I can’t wait to see how tomorrow’s screening of Watkins’ Privilege -- which posits the pop-star as the manipulated messiah of a totalitarian state, controlled by the powers that be to help fans conform – resonates against tonight’s show. Daniel Johnston as Christ? Why not? I wonder if he's seen the film...?

Artists occupy a privileged place in North American life: they connect us to the real emotions and private experiences that we, by taking the path most taken, have forsaken. All the better if the artists are insane – all the more “authentic” their expressions. Anyone concerned about these issues, whether they care about pop music or not, is strongly urged to see The Devil and Daniel Johnston. It’s an amazing, bizarre experience. And it's bound to sell the man a few CDs -- he apparently has a new "greatest hits" thing out this week -- which doesn't seem like a bad way for people to spend their hard-earned money, I suppose.

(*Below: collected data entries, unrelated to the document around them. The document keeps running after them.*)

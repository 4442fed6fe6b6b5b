//! # Default Execution Engine Binding / 默认执行引擎绑定
//!
//! Binds the [`ExecutionEngine`](crate::core::engine::ExecutionEngine)
//! interface to `jupyter nbconvert`: the transformed document is written to
//! a scratch file inside the working directory, executed out of process,
//! and the executed document is read back.
//!
//! 将 [`ExecutionEngine`](crate::core::engine::ExecutionEngine) 接口绑定到
//! `jupyter nbconvert`：转换后的文档写入工作目录内的临时文件，
//! 在进程外执行，然后读回已执行的文档。

use anyhow::{Context, Result, anyhow, bail};
use std::fs;
use std::path::Path;
use std::time::Duration;

use crate::core::document::Document;
use crate::core::engine::ExecutionEngine;
use crate::infra::command::spawn_and_capture;

const DEFAULT_COMMAND: &[&str] = &["jupyter", "nbconvert"];

/// Runs documents through `jupyter nbconvert --to notebook --execute`.
/// The base command is overridable from the plan or the CLI.
#[derive(Debug, Clone)]
pub struct NbConvertEngine {
    command: Vec<String>,
}

impl NbConvertEngine {
    pub fn new() -> Self {
        Self {
            command: DEFAULT_COMMAND.iter().map(|s| s.to_string()).collect(),
        }
    }

    /// Builds an engine from a user-supplied command line, expanding shell
    /// variables and tildes before splitting.
    pub fn from_command(command: &str) -> Result<Self> {
        let expanded = shellexpand::full(command)
            .with_context(|| format!("Failed to expand engine command: {}", command))?
            .to_string();
        let parts = shlex::split(&expanded)
            .ok_or_else(|| anyhow!("Failed to parse engine command: {}", expanded))?;
        if parts.is_empty() {
            bail!("Empty engine command");
        }
        Ok(Self { command: parts })
    }
}

impl Default for NbConvertEngine {
    fn default() -> Self {
        Self::new()
    }
}

impl ExecutionEngine for NbConvertEngine {
    async fn execute(
        &self,
        document: &Document,
        working_dir: &Path,
        timeout: Option<Duration>,
        allow_errors: bool,
    ) -> Result<Document> {
        // The scratch input lives next to the document so relative reads
        // inside cells keep working.
        let input = tempfile::Builder::new()
            .prefix(".tutorial-run-")
            .suffix(".ipynb")
            .tempfile_in(working_dir)
            .context("Failed to create scratch document")?;
        fs::write(input.path(), document.to_json()?)
            .with_context(|| format!("Failed to write scratch document: {}", input.path().display()))?;

        let output_stem = format!(
            ".tutorial-out-{}",
            std::process::id()
        );
        let output_path = working_dir.join(format!("{}.ipynb", output_stem));

        let timeout_secs = match timeout {
            Some(duration) => duration.as_secs().to_string(),
            None => "-1".to_string(),
        };

        let mut cmd = tokio::process::Command::new(&self.command[0]);
        cmd.args(&self.command[1..])
            .arg("--to")
            .arg("notebook")
            .arg("--execute")
            .arg(format!("--ExecutePreprocessor.timeout={}", timeout_secs))
            .arg("--output")
            .arg(&output_stem)
            .arg("--output-dir")
            .arg(working_dir);
        if allow_errors {
            cmd.arg("--allow-errors");
        }
        cmd.arg(input.path())
            .current_dir(working_dir)
            .kill_on_drop(true);

        let (status_res, captured) = spawn_and_capture(cmd).await;
        let status = status_res.context("Failed to get execution engine status")?;
        if !status.success() {
            // Best-effort cleanup of a partial output before failing.
            let _ = fs::remove_file(&output_path);
            bail!(
                "Execution engine failed for {}:\n{}",
                document.path.display(),
                captured
            );
        }

        let executed = Document::load(&output_path).with_context(|| {
            format!(
                "Execution engine produced no readable output for {}",
                document.path.display()
            )
        });
        let _ = fs::remove_file(&output_path);

        let mut executed = executed?;
        executed.path = document.path.clone();
        Ok(executed)
    }
}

Speaking of which, I now must curtail my writing and go to bed, that I may get up for work in the morning. Be free, Daniel! ...because many of us aren't...

Tuesday, April 18, 2006

Upcoming Vancouver Nomeansno Gig (a ways off)

(Photo of Rob Wright taken by Yari in Italy, borrowed shamelessly from the website linked below. Yari, if you object, let me know! -- I'm assuming no one will care or notice. I'm not sure yellow is Rob's colour -- it's a bit shocking, wot?).

Locals who measure out their lives in terms of Nomeansno gigs will be happy to know that the band will be playing June 29th in Vancouver, as part of a CD release party (which is news in and of itself -- I wonder if they'll actually do the Mission of Burma cover I chatted with Tom about at the Mission of Burma gig awhile back? I suggested "Fun World" and he said that band had been thinkin' of doing "Outlaw." Either would work... Note: new Mission of Burma album coming soon! Now if only we could get a reissue of the Volcano Suns' All Night Lotus Party... apparently you can download it here). To put a cherry on the fact o' the gig, Nomeansno will be playing with the heavy Italian avant-jazz unit, Zu -- who have recorded with The Ex and others, so they're no stranger to rock. Zu will also be performing with Mats Gustafsson at the Commodore and the Culch as part of the jazz fest that week).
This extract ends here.